▶ _DIRECTIONS_
From the entries, filter out every line that lacks "presented" and copy the rest.

▶ _DATA SUPPLIED_
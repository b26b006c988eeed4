//! Provider webhook handlers.
//!
//! Each handler normalizes its provider's wire format, applies the
//! allow-list and hands the canonical event to the shared dispatch
//! pipeline. Malformed payloads acknowledge with a structured drop reason
//! instead of an error, so one broken event never disturbs other customers.

use axum::extract::State;
use axum::http::HeaderMap;
use axum::{Form, Json};
use serde_json::{json, Value};
use tracing::{info, warn};

use responder_core::InboundEvent;

use crate::dispatch::{self, InboundDisposition};
use crate::error::{ApiError, Result};
use crate::normalize::{self, EvolutionWebhook, N8nWebhook, TwilioForm, WahaWebhook};
use crate::state::AppState;

/// Twilio form-encoded webhook.
pub async fn twilio(
    State(state): State<AppState>,
    Form(form): Form<TwilioForm>,
) -> Result<Json<Value>> {
    match normalize::from_twilio(form) {
        Ok(event) => dispatch_event(&state, event).await,
        Err(reason) => Ok(dropped(reason)),
    }
}

/// Evolution API JSON webhook.
pub async fn evolution(
    State(state): State<AppState>,
    Json(payload): Json<Value>,
) -> Result<Json<Value>> {
    let webhook: EvolutionWebhook = match serde_json::from_value(payload) {
        Ok(webhook) => webhook,
        Err(e) => {
            warn!(error = %e, "malformed Evolution payload");
            return Ok(dropped("malformed payload"));
        }
    };

    match normalize::from_evolution(webhook) {
        Ok(event) => dispatch_event(&state, event).await,
        Err(reason) => Ok(dropped(reason)),
    }
}

/// WAHA JSON webhook.
pub async fn waha(
    State(state): State<AppState>,
    Json(payload): Json<Value>,
) -> Result<Json<Value>> {
    let webhook: WahaWebhook = match serde_json::from_value(payload) {
        Ok(webhook) => webhook,
        Err(e) => {
            warn!(error = %e, "malformed WAHA payload");
            return Ok(dropped("malformed payload"));
        }
    };

    match normalize::from_waha(webhook) {
        Ok(event) => dispatch_event(&state, event).await,
        Err(reason) => Ok(dropped(reason)),
    }
}

/// n8n workflow webhook, authenticated with a shared key.
pub async fn n8n(
    State(state): State<AppState>,
    headers: HeaderMap,
    Json(payload): Json<Value>,
) -> Result<Json<Value>> {
    verify_n8n_key(&state, &headers)?;

    let webhook: N8nWebhook = match serde_json::from_value(payload) {
        Ok(webhook) => webhook,
        Err(e) => {
            warn!(error = %e, "malformed n8n payload");
            return Ok(dropped("malformed payload"));
        }
    };

    match normalize::from_n8n(webhook) {
        Ok(event) => dispatch_event(&state, event).await,
        Err(reason) => Ok(dropped(reason)),
    }
}

/// Check the n8n shared key (`x-n8n-api-key` header or bearer token).
/// With no key configured, requests pass with a logged warning.
fn verify_n8n_key(state: &AppState, headers: &HeaderMap) -> Result<()> {
    let Some(expected) = state.config.n8n_api_key.as_deref() else {
        warn!("no n8n API key configured, allowing all requests");
        return Ok(());
    };

    let presented = headers
        .get("x-n8n-api-key")
        .or_else(|| headers.get("authorization"))
        .and_then(|v| v.to_str().ok())
        .map(|v| v.strip_prefix("Bearer ").unwrap_or(v));

    match presented {
        Some(key) if key == expected => Ok(()),
        _ => Err(ApiError::Unauthorized("invalid n8n credentials".into())),
    }
}

/// Run the shared pipeline and shape the acknowledgement.
async fn dispatch_event(state: &AppState, event: InboundEvent) -> Result<Json<Value>> {
    if !normalize::is_authorized(&event.customer_key, &state.config.authorized_numbers) {
        info!(customer = %event.customer_key, "sender not on the allow-list");
        return Ok(dropped("unauthorized number"));
    }

    let disposition = dispatch::handle_inbound(state, event).await?;
    Ok(Json(match disposition {
        InboundDisposition::Ignored { reason } => json!({
            "status": "ignored",
            "reason": reason,
        }),
        InboundDisposition::Replied {
            conversation_id,
            text,
            tier,
        } => json!({
            "status": "bot_response",
            "conversation_id": conversation_id,
            "response": text,
            "bot_service": tier,
        }),
        InboundDisposition::Escalated {
            conversation_id,
            reason,
            notice,
        } => json!({
            "status": "escalated_to_agent",
            "conversation_id": conversation_id,
            "reason": reason,
            "response": notice,
        }),
    }))
}

fn dropped(reason: &str) -> Json<Value> {
    Json(json!({
        "status": "ignored",
        "reason": reason,
    }))
}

▶ _FINISHED TASK_
    let presented = headers
    match presented {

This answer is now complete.